Gonzales, in his testimony, made an effective rhetorical point by citing examples going back to Washington, Lincoln, Wilson and Franklin D. Roosevelt of presidents ordering interception of wartime communications -- on their own authority. But as several senators pointed out, those actions all came before the Supreme Court applied the Fourth Amendment ban on "unreasonable searches" to telephone calls and before Congress in 1978 responded to the scandals of secret FBI wiretapping by enacting the Foreign Intelligence Surveillance Act (FISA), declaring such intercepts illegal except as approved by a specially constituted court.

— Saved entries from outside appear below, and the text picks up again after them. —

//! Simulated world: rider physics and the route being ridden.

pub mod import;
pub mod physics;
pub mod route;

pub use physics::PhysicsEngine;
pub use route::{Route, RouteError, RoutePoint};
//! GATT services, characteristics and notification parsers.
//!
//! Trainers are found by any of FE-C over BLE, FTMS or Cycling Power;
//! heart rate straps by the Heart Rate service.

use uuid::Uuid;

/// FE-C over BLE service
pub const FEC_SERVICE_UUID: Uuid = Uuid::from_u128(0x6e40_fec1_b5a3_f393_e0a9_e50e_24dc_ca9e);
/// FE-C notifications from the trainer (FEC2)
pub const FEC_READ_UUID: Uuid = Uuid::from_u128(0x6e40_fec2_b5a3_f393_e0a9_e50e_24dc_ca9e);
/// FE-C writes to the trainer (FEC3)
pub const FEC_WRITE_UUID: Uuid = Uuid::from_u128(0x6e40_fec3_b5a3_f393_e0a9_e50e_24dc_ca9e);

/// FTMS Service UUID (0x1826)
pub const FTMS_SERVICE_UUID: Uuid = Uuid::from_u128(0x0000_1826_0000_1000_8000_0080_5f9b_34fb);

/// Cycling Power Service UUID (0x1818)
pub const CYCLING_POWER_SERVICE_UUID: Uuid =
    Uuid::from_u128(0x0000_1818_0000_1000_8000_0080_5f9b_34fb);

/// Cycling Power Measurement UUID (0x2A63)
pub const CYCLING_POWER_MEASUREMENT_UUID: Uuid =
    Uuid::from_u128(0x0000_2a63_0000_1000_8000_0080_5f9b_34fb);

/// Heart Rate Service UUID (0x180D)
pub const HEART_RATE_SERVICE_UUID: Uuid =
    Uuid::from_u128(0x0000_180d_0000_1000_8000_0080_5f9b_34fb);

/// Heart Rate Measurement UUID (0x2A37)
pub const HEART_RATE_MEASUREMENT_UUID: Uuid =
    Uuid::from_u128(0x0000_2a37_0000_1000_8000_0080_5f9b_34fb);

/// Services that identify a trainer
pub const TRAINER_SERVICES: [Uuid; 3] = [
    FEC_SERVICE_UUID,
    FTMS_SERVICE_UUID,
    CYCLING_POWER_SERVICE_UUID,
];

/// Crank revolutions above this are treated as noise
pub const MAX_CADENCE_RPM: f64 = 200.0;

/// Parsed Cycling Power Measurement notification.
#[derive(Debug, Clone, Copy, Default, PartialEq, Eq)]
pub struct CyclingPowerData {
    /// Instantaneous power in watts
    pub power_watts: i16,
    /// Cumulative crank revolutions
    pub crank_revolutions: Option<u16>,
    /// Last crank event time (1/1024 s)
    pub last_crank_event_time: Option<u16>,
}

/// Parse Cycling Power Measurement notification.
pub fn parse_cycling_power_measurement(data: &[u8]) -> Option<CyclingPowerData> {
    if data.len() < 4 {
        return None;
    }

    let flags = u16::from_le_bytes([data[0], data[1]]);
    let mut result = CyclingPowerData {
        power_watts: i16::from_le_bytes([data[2], data[3]]),
        ..Default::default()
    };

    let mut offset = 4usize;
    // Pedal power balance (bit 0)
    if flags & 0x0001 != 0 {
        offset += 1;
    }
    // Accumulated torque (bit 2)
    if flags & 0x0004 != 0 {
        offset += 2;
    }
    // Wheel revolution data (bit 4)
    if flags & 0x0010 != 0 {
        offset += 6;
    }
    // Crank revolution data (bit 5)
    if flags & 0x0020 != 0 && data.len() >= offset + 4 {
        result.crank_revolutions = Some(u16::from_le_bytes([data[offset], data[offset + 1]]));
        result.last_crank_event_time =
            Some(u16::from_le_bytes([data[offset + 2], data[offset + 3]]));
    }

    Some(result)
}

/// Parse Heart Rate Measurement notification into bpm.
///
/// 16-bit values are saturated to 255.
pub fn parse_heart_rate_measurement(data: &[u8]) -> Option<u8> {
    let flags = *data.first()?;
    if flags & 0x01 != 0 {
        let bytes = data.get(1..3)?;
        let bpm = u16::from_le_bytes([bytes[0], bytes[1]]);
        Some(bpm.min(u8::MAX as u16) as u8)
    } else {
        data.get(1).copied()
    }
}

/// Cadence from successive cumulative crank readings.
#[derive(Debug, Clone, Default)]
pub struct CrankCadence {
    last: Option<(u16, u16)>,
}

impl CrankCadence {
    /// Feed a reading and get the cadence since the previous one.
    ///
    /// The first reading, a stalled clock and implausible values yield 0.
    pub fn update(&mut self, revolutions: u16, event_time: u16) -> u8 {
        let previous = self.last.replace((revolutions, event_time));
        let Some((last_revs, last_time)) = previous else {
            return 0;
        };

        // Both counters roll over at 16 bits
        let revs = revolutions.wrapping_sub(last_revs);
        let ticks = event_time.wrapping_sub(last_time);
        if ticks == 0 {
            return 0;
        }

        let rpm = revs as f64 * 1024.0 * 60.0 / ticks as f64;
        if rpm > MAX_CADENCE_RPM {
            0
        } else {
            rpm as u8
        }
    }

    /// Forget the previous reading (new connection)
    pub fn reset(&mut self) {
        self.last = None;
    }
}
//! Physics engine for power-to-speed calculation
//!
//! Steady-state point-mass model: gravity, rolling resistance and
//! aerodynamic drag. Speed is recovered from power by bisection so the
//! result stays bounded even when net force is negative (descents).

/// Physics constants
pub const GRAVITY: f64 = 9.81; // m/s²
pub const AIR_DENSITY: f64 = 1.225; // kg/m³ at sea level
pub const DEFAULT_CDA: f64 = 0.32; // m²
pub const DEFAULT_CRR: f64 = 0.005;
pub const DRIVETRAIN_EFFICIENCY: f64 = 0.96;

/// Fallback rider mass when the profile has none
pub const DEFAULT_RIDER_MASS_KG: f64 = 75.0;
/// Fallback bike mass when the profile has none
pub const DEFAULT_BIKE_MASS_KG: f64 = 9.0;

/// Upper bound of the speed search bracket (~144 km/h)
pub const MAX_SPEED_MPS: f64 = 40.0;
/// Maximum bisection iterations
pub const BISECTION_ITERATIONS: usize = 20;
/// Bracket width at which bisection stops early
pub const BISECTION_TOLERANCE_MPS: f64 = 0.01;

/// Physics engine for calculating virtual speed from power
#[derive(Debug, Clone)]
pub struct PhysicsEngine {
    /// Rider mass in kilograms
    pub rider_mass_kg: f64,
    /// Bike mass in kilograms
    pub bike_mass_kg: f64,
    /// Drag coefficient times frontal area (CdA)
    pub cda: f64,
    /// Rolling resistance coefficient
    pub crr: f64,
}

impl Default for PhysicsEngine {
    fn default() -> Self {
        Self {
            rider_mass_kg: DEFAULT_RIDER_MASS_KG,
            bike_mass_kg: DEFAULT_BIKE_MASS_KG,
            cda: DEFAULT_CDA,
            crr: DEFAULT_CRR,
        }
    }
}

impl PhysicsEngine {
    /// Create a new physics engine. Zero or negative masses fall back to defaults.
    pub fn new(rider_mass_kg: f64, bike_mass_kg: f64) -> Self {
        let mut engine = Self::default();
        engine.set_masses(rider_mass_kg, bike_mass_kg);
        engine
    }

    /// Total system mass (rider + bike)
    pub fn total_mass(&self) -> f64 {
        self.rider_mass_kg + self.bike_mass_kg
    }

    /// Update masses (e.g., from a profile change during a ride)
    pub fn set_masses(&mut self, rider_mass_kg: f64, bike_mass_kg: f64) {
        self.rider_mass_kg = if rider_mass_kg > 0.0 {
            rider_mass_kg
        } else {
            DEFAULT_RIDER_MASS_KG
        };
        self.bike_mass_kg = if bike_mass_kg > 0.0 {
            bike_mass_kg
        } else {
            DEFAULT_BIKE_MASS_KG
        };
    }

    /// Power (W) needed at the wheel to hold `speed_mps` on `grade_percent`.
    pub fn power_required(&self, speed_mps: f64, grade_percent: f64) -> f64 {
        let (f_linear, aero) = self.force_terms(grade_percent);
        aero * speed_mps.powi(3) + f_linear * speed_mps
    }

    /// Gravity + rolling force (N) and the aero constant ½ρCdA.
    fn force_terms(&self, grade_percent: f64) -> (f64, f64) {
        let mass = self.total_mass();
        let theta = (grade_percent / 100.0).atan();

        // Gravity is negative downhill (assists)
        let f_gravity = mass * GRAVITY * theta.sin();
        let f_rolling = mass * GRAVITY * theta.cos() * self.crr;

        (f_gravity + f_rolling, 0.5 * AIR_DENSITY * self.cda)
    }

    /// Calculate steady-state speed from power and grade.
    ///
    /// # Arguments
    /// * `power_watts` - Rider power at the crank in watts
    /// * `grade_percent` - Road grade as a percentage
    ///
    /// # Returns
    /// Speed in meters per second, always finite and non-negative
    pub fn calculate_speed(&self, power_watts: f64, grade_percent: f64) -> f64 {
        let power = if power_watts.is_finite() { power_watts } else { 0.0 };
        let grade = if grade_percent.is_finite() {
            grade_percent
        } else {
            0.0
        };
        let power_wheel = power * DRIVETRAIN_EFFICIENCY;
        let (f_linear, aero) = self.force_terms(grade);

        let mut low = 0.0;
        let mut high = MAX_SPEED_MPS;

        for _ in 0..BISECTION_ITERATIONS {
            let mid = (low + high) / 2.0;
            let required = aero * mid.powi(3) + f_linear * mid;

            if required < power_wheel {
                low = mid;
            } else {
                high = mid;
            }

            if (high - low).abs() < BISECTION_TOLERANCE_MPS {
                break;
            }
        }

        // Never found a speed the rider can sustain: stationary
        if low == 0.0 {
            return 0.0;
        }

        let v = (low + high) / 2.0;
        if v.is_finite() {
            v.max(0.0)
        } else {
            0.0
        }
    }
}
//! Unit tests for the FE-C frame codec

use ergsim::sensors::ant::fec::{
    decode_trainer_data, encode_target_power, encode_track_resistance, TrainerData,
    PAGE_TARGET_POWER, PAGE_TRACK_RESISTANCE,
};
use ergsim::sensors::ant::{checksum, AntFrame, FrameError, DEFAULT_CHANNEL, SYNC_BYTE};

#[test]
fn test_target_power_200w() {
    let frame = encode_target_power(200.0);
    let bytes = frame.as_bytes();

    assert_eq!(&bytes[..4], &[SYNC_BYTE, 0x09, 0x4F, DEFAULT_CHANNEL]);
    assert_eq!(bytes[4], PAGE_TARGET_POWER);
    // 200 W / 0.25 = 800 = 0x0320
    assert_eq!(bytes[10], 0x20);
    assert_eq!(bytes[11], 0x03);
    assert_eq!(bytes[12], checksum(&bytes[..12]));
    assert_eq!(AntFrame::parse(bytes).unwrap(), frame);
}

#[test]
fn test_flat_grade_is_20000() {
    let frame = encode_track_resistance(0.0);
    let bytes = frame.as_bytes();
    assert_eq!(bytes[4], PAGE_TRACK_RESISTANCE);
    assert_eq!(u16::from_le_bytes([bytes[9], bytes[10]]), 20000);
}

#[test]
fn test_every_frame_checksums() {
    for frame in [
        encode_target_power(0.0),
        encode_target_power(1234.5),
        encode_track_resistance(-12.3),
        encode_track_resistance(25.0),
    ] {
        let bytes = frame.as_bytes();
        assert_eq!(bytes.len(), 13);
        assert_eq!(bytes[12], checksum(&bytes[..12]));
    }
}

#[test]
fn test_decode_foreign_frame() {
    // Page 25 from another sender: cadence 90, power 250, checksum not ours
    let frame = [
        0xA4, 0x09, 0x4E, 0x05, 0x19, 0x10, 90, 0x00, 0x00, 0xFA, 0x00, 0x20, 0x00,
    ];
    assert_eq!(
        decode_trainer_data(&frame),
        TrainerData {
            power: 250,
            cadence: 90
        }
    );
    assert!(matches!(
        AntFrame::parse(&frame),
        Err(FrameError::BadChecksum { .. })
    ));
}

#[test]
fn test_decode_sentinels() {
    assert_eq!(decode_trainer_data(&[0xA4, 0x09]), TrainerData::NO_DATA);
    assert_eq!(decode_trainer_data(&[0u8; 13]), TrainerData::NO_DATA);
    // Our own command frame carries no trainer data
    assert_eq!(
        decode_trainer_data(encode_target_power(100.0).as_bytes()),
        TrainerData::NO_DATA
    );
    assert!(!TrainerData::NO_DATA.is_update());
}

Now, one can forgive David Broder. He isn't a lawyer, and knowing the MSM, he hasn't done his homework. The courts have upheld the president's powers. In 1970, Clay was a benchmark case, and one in which the courts ruled that federal statutes prohibiting wiretapping do not "[forbid] he President, or his representative, from ordering wiretap surveillance to obtain foreign intelligence in the national interest." In 1972, United States v. US District Court stated that the warrant requirement would “unduly frustrate” the President in carrying out his foreign affairs responsibilities. First of all, attempts to counter foreign threats to the national security require the utmost stealth, speed and secrecy. A warrant requirement would add a procedural hurdle that would reduce the flexibility of executive foreign intelligence activities, in some cases delay executive response to foreign intelligence threats, and increase the chance of leaks regarding sensitive executive operations. In 1974, the court ruled in Butenko that no judicial warrant was necessary where "surveillances ... were 'conducted and maintained solely for the purpose of gathering foreign intelligence information. And, in 1980 the court said the following in Truong:
In the area of foreign intelligence, the government contends, the President may authorize surveillance without seeking a judicial warrant because of his constitutional prerogatives in the area of foreign affairs.
Finally, we end up In re Sealed Case 02-001. The 2002 opinion by the special panel of appellate judges established to hear FISA appeals. In its per curiam opinion, the court noted that in a previous FISA case (U.S. v. Truong), a federal "court, as did all the other courts to have decided the issue, held that the President did have inherent authority to conduct warrantless searches to obtain foreign intelligence information." And further that, "We take for granted that the President does have that authority and, assuming that is so, FISA could not encroach on the President's constitutional power."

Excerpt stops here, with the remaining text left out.